Tuesday, June 20, 2017

PHONY GOP MODERATES GET THE BENEFIT OF THE DOUBT MORE THAN REAL DEMOCRATIC MODERATES

We're being told that moderate Republicans are wary of the Senate health care bill:
A key moderate Senate Republican says she's uncomfortable with the emerging Senate health care plan, which is likely to cap Medicaid spending and shift it to a lower growth rate in 2025. "I think that's a problem. I think that sort of defeats the purpose of keeping people on, and at a level at which the program can be sustained," Sen. Shelley Moore Capito told me this morning. "I don't look favorably on it, that's for sure."

... If Republicans lose the votes of moderates like Capito, it's hard to see how the bill can pass.
Josh Marshall is not buying it:
... the Iron Law of Republican Politics is that the GOP moderates always cave. But the cave is never without a stage managed drama. And that appears to be the part of the story we’re now entering.

Axios just reported that Sen. Shelley Moore Capito is expressing concern over Medicaid cuts in the Senate Trumpcare bill....

Please.

... It is not only that the ‘GOP moderates always cave.’ It is that we are asked to (and almost always do) indulge this fainting couch routine or a furious bout of chin stroking that comes as a prelude to the cave.

... This isn’t negotiating or putting a foot down. It’s play acting.... on the off chance Sen Capito is serious, she should do something to make that clear. Otherwise, it’s just a yarn, just more nonsense to hide the ball and pave the way for the preordained outcome.
Greg Sargent wrote something similar last week:
Republican senators are now making a great show of expressing their disapproval with the scandalously opaque and secretive process that the GOP Senate leadership is employing in the quest to repeal and replace the Affordable Care Act....

But it’s very likely that all of this will end up amounting to just another ruse....

If a handful of GOP senators said they can’t vote for the bill under these conditions, McConnell might have to relent, because he can afford to lose only a few.

In fairness, that is a lot to expect from a GOP senator.

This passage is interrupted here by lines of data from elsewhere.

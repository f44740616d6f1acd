use adstudio_contracts::prompts::Language;
use anyhow::{bail, Result};
use image::{Rgba, RgbaImage};
use sha2::{Digest, Sha256};

use crate::enrich::PromptAssistant;
use crate::generate::{ImageGenerator, InlineImage, ProviderCall};
use crate::raster::{encode_png, PNG_MIME};

/// Offline provider: a solid colour derived from the prompt and seed,
/// optionally framed by white bands the way real models sometimes pad
/// their output.
#[derive(Debug, Clone, Copy, PartialEq, Eq)]
pub struct DryrunGenerator {
    pub width: u32,
    pub height: u32,
    /// Thickness of white bands along the top and bottom edges.
    pub letterbox: Option<u32>,
}

impl Default for DryrunGenerator {
    fn default() -> Self {
        Self {
            width: 1024,
            height: 1024,
            letterbox: None,
        }
    }
}

impl DryrunGenerator {
    pub fn new(width: u32, height: u32) -> Result<Self> {
        if width == 0 || height == 0 {
            bail!("dryrun canvas must be at least 1x1, got {width}x{height}");
        }
        Ok(Self {
            width,
            height,
            letterbox: None,
        })
    }

    pub fn with_letterbox(mut self, band: u32) -> Self {
        self.letterbox = (band > 0).then_some(band);
        self
    }

    pub fn render(&self, call: &ProviderCall) -> RgbaImage {
        let fill = color_from_prompt(&call.composed_prompt, call.seed.unwrap_or_default());
        let band = self.letterbox.unwrap_or(0).min(self.height / 2);
        let height = self.height;
        RgbaImage::from_fn(self.width, height, |_, y| {
            if y < band || y >= height - band {
                Rgba([255, 255, 255, 255])
            } else {
                fill
            }
        })
    }
}

impl ImageGenerator for DryrunGenerator {
    fn name(&self) -> &str {
        "dryrun"
    }

    fn generate(&self, call: &ProviderCall) -> Result<InlineImage> {
        let bytes = encode_png(&self.render(call))?;
        Ok(InlineImage::new(PNG_MIME, bytes))
    }
}

/// Offline prompt assistant: labels each reference by a digest of its bytes
/// and attributes those labels to "Image N" in the rewrite.
#[derive(Debug, Clone, Copy, Default, PartialEq, Eq)]
pub struct DryrunAssistant;

impl PromptAssistant for DryrunAssistant {
    fn name(&self) -> &str {
        "dryrun"
    }

    fn describe_subjects(&self, references: &[InlineImage], language: Language) -> Result<String> {
        let noun = match language {
            Language::English => "subject",
            Language::Italian => "soggetto",
        };
        Ok(references
            .iter()
            .enumerate()
            .map(|(idx, image)| format!("{}. {noun} {}", idx + 1, &image.sha256_hex()[..8]))
            .collect::<Vec<_>>()
            .join("\n"))
    }

    fn rewrite_with_references(
        &self,
        prompt: &str,
        subjects: &str,
        language: Language,
    ) -> Result<String> {
        let from = match language {
            Language::English => "from",
            Language::Italian => "da",
        };
        let attributed = subjects
            .lines()
            .filter_map(|line| line.trim().split_once(". "))
            .map(|(index, subject)| format!("{subject} {from} Image {index}"))
            .collect::<Vec<_>>();
        if attributed.is_empty() {
            return Ok(prompt.to_string());
        }
        Ok(format!("{prompt}: {}", attributed.join(", ")))
    }

    fn describe_style(&self, style: &InlineImage, language: Language) -> Result<String> {
        const PALETTES: [(&str, &str); 4] = [
            ("warm earthy", "calda e terrosa"),
            ("cool pastel", "pastello fredda"),
            ("high-contrast monochrome", "monocromatica ad alto contrasto"),
            ("saturated neon", "neon satura"),
        ];
        const LIGHTING: [(&str, &str); 3] = [
            ("soft diffused", "morbida e diffusa"),
            ("hard directional", "dura e direzionale"),
            ("golden-hour", "da ora d'oro"),
        ];
        let digest = Sha256::digest(&style.bytes);
        let palette = PALETTES[usize::from(digest[0]) % PALETTES.len()];
        let lighting = LIGHTING[usize::from(digest[1]) % LIGHTING.len()];
        Ok(match language {
            Language::English => format!("{} palette, {} lighting.", palette.0, lighting.0),
            Language::Italian => format!("Palette {}, luce {}.", palette.1, lighting.1),
        })
    }
}

fn color_from_prompt(prompt: &str, seed: u64) -> Rgba<u8> {
    let mut hasher = Sha256::new();
    hasher.update(prompt.as_bytes());
    hasher.update(seed.to_be_bytes());
    let digest = hasher.finalize();
    // Keep at least one channel dark so the fill never reads as border.
    Rgba([digest[0], digest[1], digest[2] % 200, 255])
}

But there is something else any individual GOP senator — or a small group of them — could do to try to improve the process: They could go to McConnell and privately say that a slower and more transparent process is actually very important to them.

... until we learn otherwise, we should assume that the only thing individual senators are accomplishing with their complaints is getting good quotes for themselves in the media without creating any meaningful discomfort for GOP leaders that might induce them to change any of this.
And yet when all this is over and the president signs the McConnellcare bill into law after it's rubber-stamped by the House, the phony Republican moderates who always cave will continue to be regarded as moderates. The press will still call them that. They'll accept the label and run future races with that reputation intact.

By contrast, when Democrats operate from a left-centrist point of view, they're still baited by the GOP as if they're the love children of Karl Marx and Rosa Luxembourg. That how New Democrat Bill Clinton was described throughout his presidency. No attempts at moderation or compromise ever changed that portrait of Clinton, and compromise fan Barack Obama was treated similarly. And now this is happening to Jon Ossoff in his congressional race against Karen Handel.

Ossoff's no flaming radical:
Bucking the left, Mr. Ossoff said in an interview that he would not support raising income taxes, even for the wealthy, and opposed “any move” toward a single-payer health care system. Attacked by Republicans for his ties to national liberals, Mr. Ossoff said he had not yet given “an ounce of thought” to whether he would vote for Nancy Pelosi, the House Democratic leader, in a future ballot for speaker.

His own race, Mr. Ossoff told supporters, was about “sending a message to Washington.” But that message, he said, was about “decency and respect and unity, rather than division.”
His reward for that is this:



And this:
Handel said: “I can only tell you what I have observed in this race. The anger has been from the left with groups of trackers showing up and literally adopting a gang-like posture and virtually stalking individuals.”

... Her campaign repeatedly attacked Ossoff over his support from the House minority leader, Nancy Pelosi, and his “San Francisco values”.
Even moderate Democrats are described in terms suggesting they're fist-shaking progressives. Phony-moderate Republicans? Always portrayed as the real thing.